*Your instructions*:
Check each line of the entries below for the word "alpha" and state only how many lines have it.

• • • • •

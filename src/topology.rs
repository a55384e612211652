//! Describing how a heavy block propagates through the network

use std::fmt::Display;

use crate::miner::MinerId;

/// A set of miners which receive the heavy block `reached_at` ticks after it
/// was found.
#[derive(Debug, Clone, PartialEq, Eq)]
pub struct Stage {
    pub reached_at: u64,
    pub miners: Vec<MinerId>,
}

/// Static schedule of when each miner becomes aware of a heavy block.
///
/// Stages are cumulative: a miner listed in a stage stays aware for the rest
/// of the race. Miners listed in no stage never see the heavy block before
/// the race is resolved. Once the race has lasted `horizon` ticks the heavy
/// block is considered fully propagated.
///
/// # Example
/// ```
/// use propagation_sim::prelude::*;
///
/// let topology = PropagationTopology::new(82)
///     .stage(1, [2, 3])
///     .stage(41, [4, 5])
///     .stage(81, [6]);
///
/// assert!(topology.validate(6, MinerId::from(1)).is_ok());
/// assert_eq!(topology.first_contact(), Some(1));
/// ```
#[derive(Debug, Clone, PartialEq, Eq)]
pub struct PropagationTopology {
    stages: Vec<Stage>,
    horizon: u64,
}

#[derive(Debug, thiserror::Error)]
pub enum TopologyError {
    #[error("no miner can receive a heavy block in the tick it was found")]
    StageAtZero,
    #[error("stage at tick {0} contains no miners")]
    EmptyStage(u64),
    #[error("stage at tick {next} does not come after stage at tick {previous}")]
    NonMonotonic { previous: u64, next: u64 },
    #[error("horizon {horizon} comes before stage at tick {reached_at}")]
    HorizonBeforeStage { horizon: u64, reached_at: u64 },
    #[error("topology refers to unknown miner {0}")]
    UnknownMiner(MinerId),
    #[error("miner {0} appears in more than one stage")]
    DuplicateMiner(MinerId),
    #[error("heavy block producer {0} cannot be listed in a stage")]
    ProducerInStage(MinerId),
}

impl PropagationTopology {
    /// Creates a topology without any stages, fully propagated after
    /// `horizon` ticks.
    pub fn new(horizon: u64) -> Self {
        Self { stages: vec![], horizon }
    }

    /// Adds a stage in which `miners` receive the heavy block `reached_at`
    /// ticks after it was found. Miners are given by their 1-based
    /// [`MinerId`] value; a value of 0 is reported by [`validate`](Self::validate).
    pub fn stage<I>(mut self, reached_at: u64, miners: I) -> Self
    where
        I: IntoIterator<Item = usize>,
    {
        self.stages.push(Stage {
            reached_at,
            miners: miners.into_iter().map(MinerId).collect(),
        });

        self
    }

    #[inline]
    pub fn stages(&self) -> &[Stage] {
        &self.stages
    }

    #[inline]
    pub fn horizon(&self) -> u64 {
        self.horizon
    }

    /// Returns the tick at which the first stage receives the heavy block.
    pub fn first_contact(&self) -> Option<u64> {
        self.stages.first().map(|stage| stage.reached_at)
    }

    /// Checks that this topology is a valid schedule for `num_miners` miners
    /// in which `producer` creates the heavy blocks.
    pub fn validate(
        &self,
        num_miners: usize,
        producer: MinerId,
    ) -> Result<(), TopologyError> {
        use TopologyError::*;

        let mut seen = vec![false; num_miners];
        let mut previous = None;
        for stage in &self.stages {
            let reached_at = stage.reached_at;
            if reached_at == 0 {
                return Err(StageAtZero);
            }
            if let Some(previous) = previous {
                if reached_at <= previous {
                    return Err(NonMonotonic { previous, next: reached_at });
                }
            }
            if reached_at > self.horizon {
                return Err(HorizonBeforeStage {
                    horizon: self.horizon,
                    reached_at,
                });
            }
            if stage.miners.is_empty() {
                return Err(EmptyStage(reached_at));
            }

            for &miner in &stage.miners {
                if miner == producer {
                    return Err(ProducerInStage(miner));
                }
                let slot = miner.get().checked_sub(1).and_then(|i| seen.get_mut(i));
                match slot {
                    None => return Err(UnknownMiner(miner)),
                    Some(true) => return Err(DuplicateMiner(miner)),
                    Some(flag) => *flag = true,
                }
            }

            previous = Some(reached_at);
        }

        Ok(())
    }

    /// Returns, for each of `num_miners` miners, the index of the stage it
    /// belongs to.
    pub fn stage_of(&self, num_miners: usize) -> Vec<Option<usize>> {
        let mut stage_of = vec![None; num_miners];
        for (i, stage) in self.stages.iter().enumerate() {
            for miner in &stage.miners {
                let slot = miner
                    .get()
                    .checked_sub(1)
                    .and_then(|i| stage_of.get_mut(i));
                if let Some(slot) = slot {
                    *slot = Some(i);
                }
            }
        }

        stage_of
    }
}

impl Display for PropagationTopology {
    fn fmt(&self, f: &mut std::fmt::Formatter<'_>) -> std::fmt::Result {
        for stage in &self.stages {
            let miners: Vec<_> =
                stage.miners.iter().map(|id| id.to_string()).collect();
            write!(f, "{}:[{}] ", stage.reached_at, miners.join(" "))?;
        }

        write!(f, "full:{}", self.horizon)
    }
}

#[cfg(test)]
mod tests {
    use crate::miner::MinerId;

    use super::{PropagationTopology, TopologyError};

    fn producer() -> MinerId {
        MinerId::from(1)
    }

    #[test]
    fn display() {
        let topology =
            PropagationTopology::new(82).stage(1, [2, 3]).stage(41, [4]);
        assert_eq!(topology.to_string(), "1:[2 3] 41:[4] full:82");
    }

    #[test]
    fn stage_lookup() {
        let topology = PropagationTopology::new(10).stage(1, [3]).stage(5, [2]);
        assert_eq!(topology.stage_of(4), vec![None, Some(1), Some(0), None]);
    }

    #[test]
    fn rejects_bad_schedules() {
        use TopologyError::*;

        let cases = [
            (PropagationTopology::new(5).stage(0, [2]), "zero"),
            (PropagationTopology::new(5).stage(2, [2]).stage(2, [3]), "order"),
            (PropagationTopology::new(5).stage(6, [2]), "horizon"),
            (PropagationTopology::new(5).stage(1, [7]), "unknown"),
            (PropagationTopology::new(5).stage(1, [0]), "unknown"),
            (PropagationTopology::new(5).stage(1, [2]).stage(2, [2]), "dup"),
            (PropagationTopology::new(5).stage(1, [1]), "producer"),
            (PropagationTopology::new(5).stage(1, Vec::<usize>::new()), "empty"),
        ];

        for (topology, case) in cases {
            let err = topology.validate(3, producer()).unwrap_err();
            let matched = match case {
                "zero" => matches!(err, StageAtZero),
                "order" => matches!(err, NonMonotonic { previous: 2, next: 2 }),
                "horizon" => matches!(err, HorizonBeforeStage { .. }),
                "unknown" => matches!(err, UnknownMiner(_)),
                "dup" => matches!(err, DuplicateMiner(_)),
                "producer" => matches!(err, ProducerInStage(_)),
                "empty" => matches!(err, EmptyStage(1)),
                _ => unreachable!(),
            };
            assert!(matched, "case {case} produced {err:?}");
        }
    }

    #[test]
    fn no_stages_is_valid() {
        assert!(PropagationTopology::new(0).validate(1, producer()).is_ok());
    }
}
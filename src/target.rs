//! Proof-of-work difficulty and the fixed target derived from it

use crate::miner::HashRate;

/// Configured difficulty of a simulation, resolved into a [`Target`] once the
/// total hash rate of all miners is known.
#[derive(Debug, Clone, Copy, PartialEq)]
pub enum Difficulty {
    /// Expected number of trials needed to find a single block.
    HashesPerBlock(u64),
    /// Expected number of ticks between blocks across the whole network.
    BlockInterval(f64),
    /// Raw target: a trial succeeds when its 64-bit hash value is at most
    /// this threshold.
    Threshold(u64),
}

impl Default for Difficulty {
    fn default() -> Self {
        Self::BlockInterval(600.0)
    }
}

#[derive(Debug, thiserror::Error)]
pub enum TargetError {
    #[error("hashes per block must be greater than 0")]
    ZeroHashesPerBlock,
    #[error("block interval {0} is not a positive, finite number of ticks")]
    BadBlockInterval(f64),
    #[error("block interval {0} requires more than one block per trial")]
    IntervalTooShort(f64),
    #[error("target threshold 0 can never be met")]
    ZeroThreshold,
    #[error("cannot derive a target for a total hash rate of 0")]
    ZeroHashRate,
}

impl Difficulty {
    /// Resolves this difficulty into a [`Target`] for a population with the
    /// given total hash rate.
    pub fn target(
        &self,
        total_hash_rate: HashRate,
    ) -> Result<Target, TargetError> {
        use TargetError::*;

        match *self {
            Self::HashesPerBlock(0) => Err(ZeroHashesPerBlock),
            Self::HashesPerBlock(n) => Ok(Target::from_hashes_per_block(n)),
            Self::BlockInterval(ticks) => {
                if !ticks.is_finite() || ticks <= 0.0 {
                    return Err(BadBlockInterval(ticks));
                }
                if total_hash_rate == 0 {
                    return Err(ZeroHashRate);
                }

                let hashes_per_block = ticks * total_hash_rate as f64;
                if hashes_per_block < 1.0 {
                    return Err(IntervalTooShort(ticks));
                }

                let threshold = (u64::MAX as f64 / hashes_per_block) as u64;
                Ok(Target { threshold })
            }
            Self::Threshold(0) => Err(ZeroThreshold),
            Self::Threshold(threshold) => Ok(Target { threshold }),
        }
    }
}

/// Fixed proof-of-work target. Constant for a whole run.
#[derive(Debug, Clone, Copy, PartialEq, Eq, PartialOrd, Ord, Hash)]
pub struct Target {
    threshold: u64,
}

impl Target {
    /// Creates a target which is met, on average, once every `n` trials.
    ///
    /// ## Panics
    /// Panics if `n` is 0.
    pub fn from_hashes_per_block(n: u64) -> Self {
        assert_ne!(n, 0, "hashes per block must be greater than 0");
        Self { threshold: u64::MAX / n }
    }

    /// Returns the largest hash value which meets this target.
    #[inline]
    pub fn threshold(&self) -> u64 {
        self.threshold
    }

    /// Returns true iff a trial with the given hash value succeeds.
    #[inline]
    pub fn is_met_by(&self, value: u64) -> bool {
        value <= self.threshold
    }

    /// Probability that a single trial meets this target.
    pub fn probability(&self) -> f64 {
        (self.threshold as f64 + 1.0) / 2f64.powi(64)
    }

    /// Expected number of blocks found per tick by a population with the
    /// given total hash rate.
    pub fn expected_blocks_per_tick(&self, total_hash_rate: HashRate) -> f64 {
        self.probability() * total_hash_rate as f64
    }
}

• • • • •

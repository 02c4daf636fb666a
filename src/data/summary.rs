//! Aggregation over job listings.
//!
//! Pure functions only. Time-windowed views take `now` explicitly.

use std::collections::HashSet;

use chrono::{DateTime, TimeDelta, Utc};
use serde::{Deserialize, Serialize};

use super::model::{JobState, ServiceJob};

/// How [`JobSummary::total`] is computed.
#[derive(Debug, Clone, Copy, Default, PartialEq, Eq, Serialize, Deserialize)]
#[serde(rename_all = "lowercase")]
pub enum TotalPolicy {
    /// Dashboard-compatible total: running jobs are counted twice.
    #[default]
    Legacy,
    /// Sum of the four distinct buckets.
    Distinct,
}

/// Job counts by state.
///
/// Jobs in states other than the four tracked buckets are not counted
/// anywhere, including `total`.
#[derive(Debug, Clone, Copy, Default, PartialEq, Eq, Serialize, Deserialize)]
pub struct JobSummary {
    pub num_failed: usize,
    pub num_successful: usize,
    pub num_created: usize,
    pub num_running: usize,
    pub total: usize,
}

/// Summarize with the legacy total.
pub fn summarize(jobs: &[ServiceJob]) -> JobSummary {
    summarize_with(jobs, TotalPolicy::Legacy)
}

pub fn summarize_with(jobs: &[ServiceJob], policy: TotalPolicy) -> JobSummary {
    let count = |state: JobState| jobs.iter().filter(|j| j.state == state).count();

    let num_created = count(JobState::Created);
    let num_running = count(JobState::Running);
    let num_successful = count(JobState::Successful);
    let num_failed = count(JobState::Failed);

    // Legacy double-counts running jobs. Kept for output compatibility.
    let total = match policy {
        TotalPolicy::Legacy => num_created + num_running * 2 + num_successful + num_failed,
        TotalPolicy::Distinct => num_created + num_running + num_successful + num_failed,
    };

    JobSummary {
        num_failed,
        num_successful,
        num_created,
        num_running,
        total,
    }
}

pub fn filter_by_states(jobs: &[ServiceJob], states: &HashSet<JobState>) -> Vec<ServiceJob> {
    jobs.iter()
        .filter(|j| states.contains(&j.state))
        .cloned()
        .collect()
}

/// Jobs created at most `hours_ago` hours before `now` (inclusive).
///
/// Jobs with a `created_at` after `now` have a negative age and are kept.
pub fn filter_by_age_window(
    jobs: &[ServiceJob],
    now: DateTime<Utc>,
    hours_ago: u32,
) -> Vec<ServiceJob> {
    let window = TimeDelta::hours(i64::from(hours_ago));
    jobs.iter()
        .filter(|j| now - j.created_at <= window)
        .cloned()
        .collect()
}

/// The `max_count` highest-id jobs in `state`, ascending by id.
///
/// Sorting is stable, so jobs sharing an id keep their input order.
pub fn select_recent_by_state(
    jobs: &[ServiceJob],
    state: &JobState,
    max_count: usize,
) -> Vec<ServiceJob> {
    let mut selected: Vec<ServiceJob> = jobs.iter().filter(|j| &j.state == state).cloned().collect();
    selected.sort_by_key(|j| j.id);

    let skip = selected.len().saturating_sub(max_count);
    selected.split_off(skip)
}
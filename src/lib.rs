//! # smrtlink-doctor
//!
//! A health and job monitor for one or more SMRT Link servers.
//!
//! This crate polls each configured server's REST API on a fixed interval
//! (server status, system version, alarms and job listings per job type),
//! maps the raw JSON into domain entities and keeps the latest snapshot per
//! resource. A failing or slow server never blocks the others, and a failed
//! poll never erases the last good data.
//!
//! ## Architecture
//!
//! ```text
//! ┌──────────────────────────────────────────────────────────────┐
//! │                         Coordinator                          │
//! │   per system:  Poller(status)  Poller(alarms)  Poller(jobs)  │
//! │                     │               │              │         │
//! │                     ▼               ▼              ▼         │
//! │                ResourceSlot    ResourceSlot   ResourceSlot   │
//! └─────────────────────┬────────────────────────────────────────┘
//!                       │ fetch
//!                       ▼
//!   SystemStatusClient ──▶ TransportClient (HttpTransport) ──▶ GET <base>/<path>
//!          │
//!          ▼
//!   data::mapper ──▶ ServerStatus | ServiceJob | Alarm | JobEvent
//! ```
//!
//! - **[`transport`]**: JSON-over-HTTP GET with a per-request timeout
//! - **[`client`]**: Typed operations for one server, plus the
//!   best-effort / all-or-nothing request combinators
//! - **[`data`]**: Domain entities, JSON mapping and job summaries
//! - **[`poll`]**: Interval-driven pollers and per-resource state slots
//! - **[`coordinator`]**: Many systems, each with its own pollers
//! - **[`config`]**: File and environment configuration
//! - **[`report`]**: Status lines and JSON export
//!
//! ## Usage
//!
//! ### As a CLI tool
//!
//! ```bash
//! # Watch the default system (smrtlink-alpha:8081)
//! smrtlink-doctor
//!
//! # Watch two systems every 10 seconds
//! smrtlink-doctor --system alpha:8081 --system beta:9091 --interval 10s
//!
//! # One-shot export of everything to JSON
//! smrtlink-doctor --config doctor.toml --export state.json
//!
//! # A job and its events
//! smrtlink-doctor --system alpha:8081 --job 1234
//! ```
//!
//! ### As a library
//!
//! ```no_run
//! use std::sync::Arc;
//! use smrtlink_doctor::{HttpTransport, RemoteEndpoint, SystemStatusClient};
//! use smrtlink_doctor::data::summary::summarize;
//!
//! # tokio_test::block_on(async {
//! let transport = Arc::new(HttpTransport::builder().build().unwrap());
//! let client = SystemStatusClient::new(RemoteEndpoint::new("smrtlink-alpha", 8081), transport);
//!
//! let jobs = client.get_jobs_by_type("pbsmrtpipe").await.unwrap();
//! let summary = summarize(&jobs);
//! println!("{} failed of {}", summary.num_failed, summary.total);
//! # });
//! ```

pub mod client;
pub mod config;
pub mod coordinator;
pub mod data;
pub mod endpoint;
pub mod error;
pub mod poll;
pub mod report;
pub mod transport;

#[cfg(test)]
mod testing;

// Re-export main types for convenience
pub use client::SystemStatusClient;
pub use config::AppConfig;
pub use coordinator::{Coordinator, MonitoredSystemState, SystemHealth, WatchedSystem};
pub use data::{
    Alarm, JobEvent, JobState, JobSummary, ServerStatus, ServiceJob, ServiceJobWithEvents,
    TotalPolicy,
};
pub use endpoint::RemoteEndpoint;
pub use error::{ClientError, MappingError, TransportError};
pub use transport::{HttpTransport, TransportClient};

• • • • •

*Task response*:
4